//! REST API serving synthetic market data.
//!
//! Ten GET endpoints under `/api`. Every request reads the clock once,
//! builds its own RNG and runs one generator; nothing is shared between
//! requests except the read-only [`AppState`].

mod error;
mod handlers;
mod types;

pub use error::ApiError;
pub use types::{ErrorResponse, NodeQuery};

use std::any::Any;
use std::io;
use std::net::SocketAddr;
use std::sync::Arc;

use axum::Router;
use axum::response::{IntoResponse, Response};
use axum::routing::get;
use rand::rngs::StdRng;
use tower_http::catch_panic::CatchPanicLayer;
use tower_http::cors::CorsLayer;
use tower_http::trace::TraceLayer;
use tracing::{error, info};

use crate::config::{ConfigError, ServiceConfig};
use crate::market::types::pass_rng;
use crate::market::{Clock, MarketContext};
use crate::registry::{Node, Registry};

/// Immutable application state shared across all request handlers.
///
/// Built once at startup and wrapped in `Arc`; handlers only read it.
#[derive(Debug, Clone)]
pub struct AppState {
    pub registry: Registry,
    pub clock: Clock,
    /// Fixed seed applied to every request, for reproducible responses.
    pub seed: Option<u64>,
    /// Default node for `/api/historical` and `/api/price-spread`.
    pub reference_node: String,
}

impl AppState {
    pub fn new(
        registry: Registry,
        clock: Clock,
        seed: Option<u64>,
        reference_node: impl Into<String>,
    ) -> Self {
        Self {
            registry,
            clock,
            seed,
            reference_node: reference_node.into(),
        }
    }

    /// State for the system clock from a validated configuration.
    ///
    /// # Errors
    ///
    /// Returns a `ConfigError` if the registry catalogs are invalid.
    pub fn from_config(cfg: &ServiceConfig) -> Result<Self, ConfigError> {
        Ok(Self::new(
            cfg.build_registry()?,
            Clock::System,
            cfg.server.seed,
            cfg.market.reference_node.clone(),
        ))
    }

    /// Fresh RNG for one request.
    pub fn rng(&self) -> StdRng {
        pass_rng(self.seed)
    }

    /// Single clock reading for one request.
    pub fn context(&self) -> MarketContext {
        MarketContext::new(self.clock.now())
    }

    /// Looks up `requested`, falling back to the reference node.
    pub fn resolve_node(&self, requested: Option<&str>) -> Result<&Node, ApiError> {
        let id = requested.unwrap_or(&self.reference_node);
        self.registry.node(id).ok_or_else(|| ApiError::unknown_node(id))
    }
}

/// Builds the axum router with all API routes.
pub fn router(state: Arc<AppState>) -> Router {
    let routes = Router::new()
        .route("/api/health", get(handlers::health))
        .route("/api/nodes", get(handlers::nodes))
        .route("/api/lmp", get(handlers::lmp))
        .route("/api/congestion", get(handlers::congestion))
        .route("/api/storage", get(handlers::storage))
        .route("/api/historical", get(handlers::historical))
        .route("/api/price-spread", get(handlers::price_spread))
        .route("/api/ancillary-services", get(handlers::ancillary_services))
        .route("/api/renewable-generation", get(handlers::renewable_generation))
        .route("/api/demand-forecast", get(handlers::demand_forecast))
        .with_state(state);
    with_layers(routes)
}

/// 404 fallback, panic boundary, CORS and request tracing.
fn with_layers(routes: Router) -> Router {
    routes
        .fallback(handlers::not_found)
        .layer(CatchPanicLayer::custom(panic_response))
        .layer(CorsLayer::permissive())
        .layer(TraceLayer::new_for_http())
}

fn panic_response(err: Box<dyn Any + Send + 'static>) -> Response {
    let detail = err
        .downcast_ref::<String>()
        .map(String::as_str)
        .or_else(|| err.downcast_ref::<&str>().copied())
        .unwrap_or("unknown panic");
    error!(panic = detail, "handler panicked");
    ApiError::Internal.into_response()
}

/// Binds to `addr` and serves until Ctrl+C / SIGTERM.
///
/// # Errors
///
/// Returns an `io::Error` if the listener cannot bind or the server fails.
pub async fn serve(state: Arc<AppState>, addr: SocketAddr) -> io::Result<()> {
    let app = router(state);
    let listener = tokio::net::TcpListener::bind(addr).await?;
    info!(addr = %listener.local_addr()?, "API server listening");
    axum::serve(listener, app)
        .with_graceful_shutdown(crate::telemetry::shutdown_signal())
        .await
}

#[cfg(test)]
mod tests {
    use super::*;
    use axum::body::Body;
    use axum::http::{Request, StatusCode};
    use tower::util::ServiceExt;

    #[tokio::test]
    async fn panic_becomes_500_json() {
        async fn boom() -> &'static str {
            panic!("generator exploded")
        }
        let app = with_layers(Router::new().route("/api/boom", get(boom)));
        let req = Request::builder().uri("/api/boom").body(Body::empty()).unwrap();
        let resp = app.oneshot(req).await.unwrap();
        assert_eq!(resp.status(), StatusCode::INTERNAL_SERVER_ERROR);
        let body = axum::body::to_bytes(resp.into_body(), usize::MAX).await.unwrap();
        let json: serde_json::Value = serde_json::from_slice(&body).unwrap();
        assert_eq!(json["error"], "Internal server error");
    }

    #[test]
    fn seeded_state_repeats_rng() {
        use rand::Rng;
        let state = AppState::new(Registry::ercot(), Clock::System, Some(9), "A");
        let a: u64 = state.rng().random();
        let b: u64 = state.rng().random();
        assert_eq!(a, b);
    }

    #[test]
    fn resolve_node_defaults_to_reference() {
        let state = AppState::new(Registry::ercot(), Clock::System, None, "C");
        assert_eq!(state.resolve_node(None).map(|n| n.id.as_str()), Ok("C"));
        assert_eq!(state.resolve_node(Some("G")).map(|n| n.id.as_str()), Ok("G"));
        assert_eq!(state.resolve_node(Some("Q")).err(), Some(ApiError::unknown_node("Q")));
    }
}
━━━
* Work to complete
Output the listing above in full, exactly as written.

* Result for this task
//! REST API serving synthetic market data.
//!
//! Ten GET endpoints under `/api`. Every request reads the clock once,
//! builds its own RNG and runs one generator; nothing is shared between
//! requests except the read-only [`AppState`].

mod error;
mod handlers;
mod types;

pub use error::ApiError;
pub use types::{ErrorResponse, NodeQuery};

use std::any::Any;
use std::io;
use std::net::SocketAddr;
use std::sync::Arc;

use axum::Router;
use axum::response::{IntoResponse, Response};
use axum::routing::get;
use rand::rngs::StdRng;
use tower_http::catch_panic::CatchPanicLayer;
use tower_http::cors::CorsLayer;
use tower_http::trace::TraceLayer;
use tracing::{error, info};

use crate::config::{ConfigError, ServiceConfig};
use crate::market::types::pass_rng;
use crate::market::{Clock, MarketContext};
use crate::registry::{Node, Registry};

/// Immutable application state shared across all request handlers.
///
/// Built once at startup and wrapped in `Arc`; handlers only read it.
#[derive(Debug, Clone)]
pub struct AppState {
    pub registry: Registry,
    pub clock: Clock,
    /// Fixed seed applied to every request, for reproducible responses.
    pub seed: Option<u64>,
    /// Default node for `/api/historical` and `/api/price-spread`.
    pub reference_node: String,
}

impl AppState {
    pub fn new(
        registry: Registry,
        clock: Clock,
        seed: Option<u64>,
        reference_node: impl Into<String>,
    ) -> Self {
        Self {
            registry,
            clock,
            seed,
            reference_node: reference_node.into(),
        }
    }

    /// State for the system clock from a validated configuration.
    ///
    /// # Errors
    ///
    /// Returns a `ConfigError` if the registry catalogs are invalid.
    pub fn from_config(cfg: &ServiceConfig) -> Result<Self, ConfigError> {
        Ok(Self::new(
            cfg.build_registry()?,
            Clock::System,
            cfg.server.seed,
            cfg.market.reference_node.clone(),
        ))
    }

    /// Fresh RNG for one request.
    pub fn rng(&self) -> StdRng {
        pass_rng(self.seed)
    }

    /// Single clock reading for one request.
    pub fn context(&self) -> MarketContext {
        MarketContext::new(self.clock.now())
    }

    /// Looks up `requested`, falling back to the reference node.
    pub fn resolve_node(&self, requested: Option<&str>) -> Result<&Node, ApiError> {
        let id = requested.unwrap_or(&self.reference_node);
        self.registry.node(id).ok_or_else(|| ApiError::unknown_node(id))
    }
}

/// Builds the axum router with all API routes.
pub fn router(state: Arc<AppState>) -> Router {
    let routes = Router::new()
        .route("/api/health", get(handlers::health))
        .route("/api/nodes", get(handlers::nodes))
        .route("/api/lmp", get(handlers::lmp))
        .route("/api/congestion", get(handlers::congestion))
        .route("/api/storage", get(handlers::storage))
        .route("/api/historical", get(handlers::historical))
        .route("/api/price-spread", get(handlers::price_spread))
        .route("/api/ancillary-services", get(handlers::ancillary_services))
        .route("/api/renewable-generation", get(handlers::renewable_generation))
        .route("/api/demand-forecast", get(handlers::demand_forecast))
        .with_state(state);
    with_layers(routes)
}

/// 404 fallback, panic boundary, CORS and request tracing.
fn with_layers(routes: Router) -> Router {
    routes
        .fallback(handlers::not_found)
        .layer(CatchPanicLayer::custom(panic_response))
        .layer(CorsLayer::permissive())
        .layer(TraceLayer::new_for_http())
}

fn panic_response(err: Box<dyn Any + Send + 'static>) -> Response {
    let detail = err
        .downcast_ref::<String>()
        .map(String::as_str)
        .or_else(|| err.downcast_ref::<&str>().copied())
        .unwrap_or("unknown panic");
    error!(panic = detail, "handler panicked");
    ApiError::Internal.into_response()
}

/// Binds to `addr` and serves until Ctrl+C / SIGTERM.
///
/// # Errors
///
/// Returns an `io::Error` if the listener cannot bind or the server fails.
pub async fn serve(state: Arc<AppState>, addr: SocketAddr) -> io::Result<()> {
    let app = router(state);
    let listener = tokio::net::TcpListener::bind(addr).await?;
    info!(addr = %listener.local_addr()?, "API server listening");
    axum::serve(listener, app)
        .with_graceful_shutdown(crate::telemetry::shutdown_signal())
        .await
}

#[cfg(test)]
mod tests {
    use super::*;
    use axum::body::Body;
    use axum::http::{Request, StatusCode};
    use tower::util::ServiceExt;

    #[tokio::test]
    async fn panic_becomes_500_json() {
        async fn boom() -> &'static str {
            panic!("generator exploded")
        }
        let app = with_layers(Router::new().route("/api/boom", get(boom)));
        let req = Request::builder().uri("/api/boom").body(Body::empty()).unwrap();
        let resp = app.oneshot(req).await.unwrap();
        assert_eq!(resp.status(), StatusCode::INTERNAL_SERVER_ERROR);
        let body = axum::body::to_bytes(resp.into_body(), usize::MAX).await.unwrap();
        let json: serde_json::Value = serde_json::from_slice(&body).unwrap();
        assert_eq!(json["error"], "Internal server error");
    }

    #[test]
    fn seeded_state_repeats_rng() {
        use rand::Rng;
        let state = AppState::new(Registry::ercot(), Clock::System, Some(9), "A");
        let a: u64 = state.rng().random();
        let b: u64 = state.rng().random();
        assert_eq!(a, b);
    }

    #[test]
    fn resolve_node_defaults_to_reference() {
        let state = AppState::new(Registry::ercot(), Clock::System, None, "C");
        assert_eq!(state.resolve_node(None).map(|n| n.id.as_str()), Ok("C"));
        assert_eq!(state.resolve_node(Some("G")).map(|n| n.id.as_str()), Ok("G"));
        assert_eq!(state.resolve_node(Some("Q")).err(), Some(ApiError::unknown_node("Q")));
    }
}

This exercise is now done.